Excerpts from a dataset
• • • • •

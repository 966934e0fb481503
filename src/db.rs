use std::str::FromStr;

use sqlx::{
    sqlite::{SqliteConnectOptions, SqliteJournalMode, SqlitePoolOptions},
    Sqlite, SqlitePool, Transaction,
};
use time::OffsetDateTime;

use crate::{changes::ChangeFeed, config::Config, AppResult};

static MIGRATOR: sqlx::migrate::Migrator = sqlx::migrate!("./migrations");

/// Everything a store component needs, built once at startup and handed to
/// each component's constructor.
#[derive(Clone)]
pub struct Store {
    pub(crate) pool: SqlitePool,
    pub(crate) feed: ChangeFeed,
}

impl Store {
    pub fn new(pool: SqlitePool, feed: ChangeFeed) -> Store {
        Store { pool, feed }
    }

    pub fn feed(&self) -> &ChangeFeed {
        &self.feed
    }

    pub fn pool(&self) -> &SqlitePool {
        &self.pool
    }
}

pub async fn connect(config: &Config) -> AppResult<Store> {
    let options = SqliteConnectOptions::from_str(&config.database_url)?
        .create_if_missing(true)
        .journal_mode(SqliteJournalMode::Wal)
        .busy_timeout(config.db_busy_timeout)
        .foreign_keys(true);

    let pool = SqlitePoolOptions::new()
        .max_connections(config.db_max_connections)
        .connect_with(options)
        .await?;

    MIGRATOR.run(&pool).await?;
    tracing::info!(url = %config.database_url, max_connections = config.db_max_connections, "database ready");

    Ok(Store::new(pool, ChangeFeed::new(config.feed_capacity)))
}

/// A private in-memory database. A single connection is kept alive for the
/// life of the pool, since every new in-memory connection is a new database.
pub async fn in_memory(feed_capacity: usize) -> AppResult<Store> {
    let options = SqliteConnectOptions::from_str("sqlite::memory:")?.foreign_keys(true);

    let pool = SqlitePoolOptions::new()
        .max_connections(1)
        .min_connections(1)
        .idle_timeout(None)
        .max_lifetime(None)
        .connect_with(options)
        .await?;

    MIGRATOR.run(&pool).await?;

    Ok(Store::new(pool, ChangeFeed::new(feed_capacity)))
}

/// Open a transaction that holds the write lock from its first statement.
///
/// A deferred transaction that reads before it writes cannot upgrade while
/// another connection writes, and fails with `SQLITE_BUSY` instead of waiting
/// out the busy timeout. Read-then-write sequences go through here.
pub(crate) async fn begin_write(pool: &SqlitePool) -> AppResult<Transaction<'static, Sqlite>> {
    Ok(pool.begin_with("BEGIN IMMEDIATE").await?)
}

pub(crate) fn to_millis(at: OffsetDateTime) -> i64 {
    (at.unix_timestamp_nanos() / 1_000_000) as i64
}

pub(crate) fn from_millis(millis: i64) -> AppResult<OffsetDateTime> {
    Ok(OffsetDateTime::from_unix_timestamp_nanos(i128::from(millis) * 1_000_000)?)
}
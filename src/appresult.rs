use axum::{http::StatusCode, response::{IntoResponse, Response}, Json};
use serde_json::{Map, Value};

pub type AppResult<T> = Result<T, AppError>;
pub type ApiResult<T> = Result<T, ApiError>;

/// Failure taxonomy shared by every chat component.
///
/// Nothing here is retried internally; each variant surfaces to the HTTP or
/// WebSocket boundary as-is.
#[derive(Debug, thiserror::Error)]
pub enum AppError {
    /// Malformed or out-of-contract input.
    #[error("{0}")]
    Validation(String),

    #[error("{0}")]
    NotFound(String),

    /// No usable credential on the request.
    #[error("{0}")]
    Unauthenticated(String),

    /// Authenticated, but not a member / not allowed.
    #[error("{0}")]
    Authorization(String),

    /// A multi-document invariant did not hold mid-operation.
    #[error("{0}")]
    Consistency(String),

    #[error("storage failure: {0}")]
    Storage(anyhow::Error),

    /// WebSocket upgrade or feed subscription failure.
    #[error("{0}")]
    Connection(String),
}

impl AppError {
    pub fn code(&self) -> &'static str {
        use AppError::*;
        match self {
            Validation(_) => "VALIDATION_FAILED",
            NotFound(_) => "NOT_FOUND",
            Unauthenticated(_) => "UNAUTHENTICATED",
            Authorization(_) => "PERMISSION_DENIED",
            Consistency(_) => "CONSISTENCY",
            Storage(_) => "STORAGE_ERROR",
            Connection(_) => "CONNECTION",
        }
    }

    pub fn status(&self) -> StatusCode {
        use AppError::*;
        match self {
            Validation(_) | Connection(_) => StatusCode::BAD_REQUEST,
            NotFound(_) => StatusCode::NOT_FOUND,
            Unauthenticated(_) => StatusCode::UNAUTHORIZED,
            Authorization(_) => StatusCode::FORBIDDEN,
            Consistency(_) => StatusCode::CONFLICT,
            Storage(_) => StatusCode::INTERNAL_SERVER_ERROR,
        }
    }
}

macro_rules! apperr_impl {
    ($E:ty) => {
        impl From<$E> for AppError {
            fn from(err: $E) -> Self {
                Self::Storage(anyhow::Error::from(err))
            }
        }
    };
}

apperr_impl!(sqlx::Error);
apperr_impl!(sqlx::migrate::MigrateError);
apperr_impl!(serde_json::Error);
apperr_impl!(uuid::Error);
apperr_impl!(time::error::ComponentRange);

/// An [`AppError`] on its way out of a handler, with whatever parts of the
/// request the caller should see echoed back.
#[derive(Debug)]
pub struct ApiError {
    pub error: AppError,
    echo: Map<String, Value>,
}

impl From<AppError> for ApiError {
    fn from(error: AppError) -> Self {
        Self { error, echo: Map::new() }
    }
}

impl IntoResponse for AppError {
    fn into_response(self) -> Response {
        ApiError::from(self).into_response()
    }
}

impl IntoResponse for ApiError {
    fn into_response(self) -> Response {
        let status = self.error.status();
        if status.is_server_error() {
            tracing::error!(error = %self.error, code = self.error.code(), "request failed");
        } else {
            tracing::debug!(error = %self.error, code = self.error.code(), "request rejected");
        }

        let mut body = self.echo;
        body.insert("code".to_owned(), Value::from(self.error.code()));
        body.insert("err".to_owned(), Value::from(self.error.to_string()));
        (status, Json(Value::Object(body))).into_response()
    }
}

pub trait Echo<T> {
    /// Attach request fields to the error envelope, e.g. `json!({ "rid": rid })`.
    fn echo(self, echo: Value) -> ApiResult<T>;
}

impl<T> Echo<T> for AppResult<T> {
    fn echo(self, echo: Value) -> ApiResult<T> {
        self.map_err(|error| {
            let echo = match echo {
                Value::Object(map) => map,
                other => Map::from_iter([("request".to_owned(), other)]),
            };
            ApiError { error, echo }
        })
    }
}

• • • • •

Task instructions>
Reproduce the full set of entries above exactly, without dropping a line.

Written response>
repository 966934e0fb481503
filename src/db.rs
use std::str::FromStr;

use sqlx::{
    sqlite::{SqliteConnectOptions, SqliteJournalMode, SqlitePoolOptions},
    Sqlite, SqlitePool, Transaction,
};
use time::OffsetDateTime;

use crate::{changes::ChangeFeed, config::Config, AppResult};

static MIGRATOR: sqlx::migrate::Migrator = sqlx::migrate!("./migrations");

/// Everything a store component needs, built once at startup and handed to
/// each component's constructor.
#[derive(Clone)]
pub struct Store {
    pub(crate) pool: SqlitePool,
    pub(crate) feed: ChangeFeed,
}

impl Store {
    pub fn new(pool: SqlitePool, feed: ChangeFeed) -> Store {
        Store { pool, feed }
    }

    pub fn feed(&self) -> &ChangeFeed {
        &self.feed
    }

    pub fn pool(&self) -> &SqlitePool {
        &self.pool
    }
}

pub async fn connect(config: &Config) -> AppResult<Store> {
    let options = SqliteConnectOptions::from_str(&config.database_url)?
        .create_if_missing(true)
        .journal_mode(SqliteJournalMode::Wal)
        .busy_timeout(config.db_busy_timeout)
        .foreign_keys(true);

    let pool = SqlitePoolOptions::new()
        .max_connections(config.db_max_connections)
        .connect_with(options)
        .await?;

    MIGRATOR.run(&pool).await?;
    tracing::info!(url = %config.database_url, max_connections = config.db_max_connections, "database ready");

    Ok(Store::new(pool, ChangeFeed::new(config.feed_capacity)))
}

/// A private in-memory database. A single connection is kept alive for the
/// life of the pool, since every new in-memory connection is a new database.
pub async fn in_memory(feed_capacity: usize) -> AppResult<Store> {
    let options = SqliteConnectOptions::from_str("sqlite::memory:")?.foreign_keys(true);

    let pool = SqlitePoolOptions::new()
        .max_connections(1)
        .min_connections(1)
        .idle_timeout(None)
        .max_lifetime(None)
        .connect_with(options)
        .await?;

    MIGRATOR.run(&pool).await?;

    Ok(Store::new(pool, ChangeFeed::new(feed_capacity)))
}

/// Open a transaction that holds the write lock from its first statement.
///
/// A deferred transaction that reads before it writes cannot upgrade while
/// another connection writes, and fails with `SQLITE_BUSY` instead of waiting
/// out the busy timeout. Read-then-write sequences go through here.
pub(crate) async fn begin_write(pool: &SqlitePool) -> AppResult<Transaction<'static, Sqlite>> {
    Ok(pool.begin_with("BEGIN IMMEDIATE").await?)
}

pub(crate) fn to_millis(at: OffsetDateTime) -> i64 {
    (at.unix_timestamp_nanos() / 1_000_000) as i64
}

pub(crate) fn from_millis(millis: i64) -> AppResult<OffsetDateTime> {
    Ok(OffsetDateTime::from_unix_timestamp_nanos(i128::from(millis) * 1_000_000)?)
}
filename src/appresult.rs
use axum::{http::StatusCode, response::{IntoResponse, Response}, Json};
use serde_json::{Map, Value};

pub type AppResult<T> = Result<T, AppError>;
pub type ApiResult<T> = Result<T, ApiError>;

/// Failure taxonomy shared by every chat component.
///
/// Nothing here is retried internally; each variant surfaces to the HTTP or
/// WebSocket boundary as-is.
#[derive(Debug, thiserror::Error)]
pub enum AppError {
    /// Malformed or out-of-contract input.
    #[error("{0}")]
    Validation(String),

    #[error("{0}")]
    NotFound(String),

    /// No usable credential on the request.
    #[error("{0}")]
    Unauthenticated(String),

    /// Authenticated, but not a member / not allowed.
    #[error("{0}")]
    Authorization(String),

    /// A multi-document invariant did not hold mid-operation.
    #[error("{0}")]
    Consistency(String),

    #[error("storage failure: {0}")]
    Storage(anyhow::Error),

    /// WebSocket upgrade or feed subscription failure.
    #[error("{0}")]
    Connection(String),
}

impl AppError {
    pub fn code(&self) -> &'static str {
        use AppError::*;
        match self {
            Validation(_) => "VALIDATION_FAILED",
            NotFound(_) => "NOT_FOUND",
            Unauthenticated(_) => "UNAUTHENTICATED",
            Authorization(_) => "PERMISSION_DENIED",
            Consistency(_) => "CONSISTENCY",
            Storage(_) => "STORAGE_ERROR",
            Connection(_) => "CONNECTION",
        }
    }

    pub fn status(&self) -> StatusCode {
        use AppError::*;
        match self {
            Validation(_) | Connection(_) => StatusCode::BAD_REQUEST,
            NotFound(_) => StatusCode::NOT_FOUND,
            Unauthenticated(_) => StatusCode::UNAUTHORIZED,
            Authorization(_) => StatusCode::FORBIDDEN,
            Consistency(_) => StatusCode::CONFLICT,
            Storage(_) => StatusCode::INTERNAL_SERVER_ERROR,
        }
    }
}

macro_rules! apperr_impl {
    ($E:ty) => {
        impl From<$E> for AppError {
            fn from(err: $E) -> Self {
                Self::Storage(anyhow::Error::from(err))
            }
        }
    };
}

apperr_impl!(sqlx::Error);
apperr_impl!(sqlx::migrate::MigrateError);
apperr_impl!(serde_json::Error);
apperr_impl!(uuid::Error);
apperr_impl!(time::error::ComponentRange);

/// An [`AppError`] on its way out of a handler, with whatever parts of the
/// request the caller should see echoed back.
#[derive(Debug)]
pub struct ApiError {
    pub error: AppError,
    echo: Map<String, Value>,
}

impl From<AppError> for ApiError {
    fn from(error: AppError) -> Self {
        Self { error, echo: Map::new() }
    }
}

impl IntoResponse for AppError {
    fn into_response(self) -> Response {
        ApiError::from(self).into_response()
    }
}

impl IntoResponse for ApiError {
    fn into_response(self) -> Response {
        let status = self.error.status();
        if status.is_server_error() {
            tracing::error!(error = %self.error, code = self.error.code(), "request failed");
        } else {
            tracing::debug!(error = %self.error, code = self.error.code(), "request rejected");
        }

        let mut body = self.echo;
        body.insert("code".to_owned(), Value::from(self.error.code()));
        body.insert("err".to_owned(), Value::from(self.error.to_string()));
        (status, Json(Value::Object(body))).into_response()
    }
}

pub trait Echo<T> {
    /// Attach request fields to the error envelope, e.g. `json!({ "rid": rid })`.
    fn echo(self, echo: Value) -> ApiResult<T>;
}

impl<T> Echo<T> for AppResult<T> {
    fn echo(self, echo: Value) -> ApiResult<T> {
        self.map_err(|error| {
            let echo = match echo {
                Value::Object(map) => map,
                other => Map::from_iter([("request".to_owned(), other)]),
            };
            ApiError { error, echo }
        })
    }
}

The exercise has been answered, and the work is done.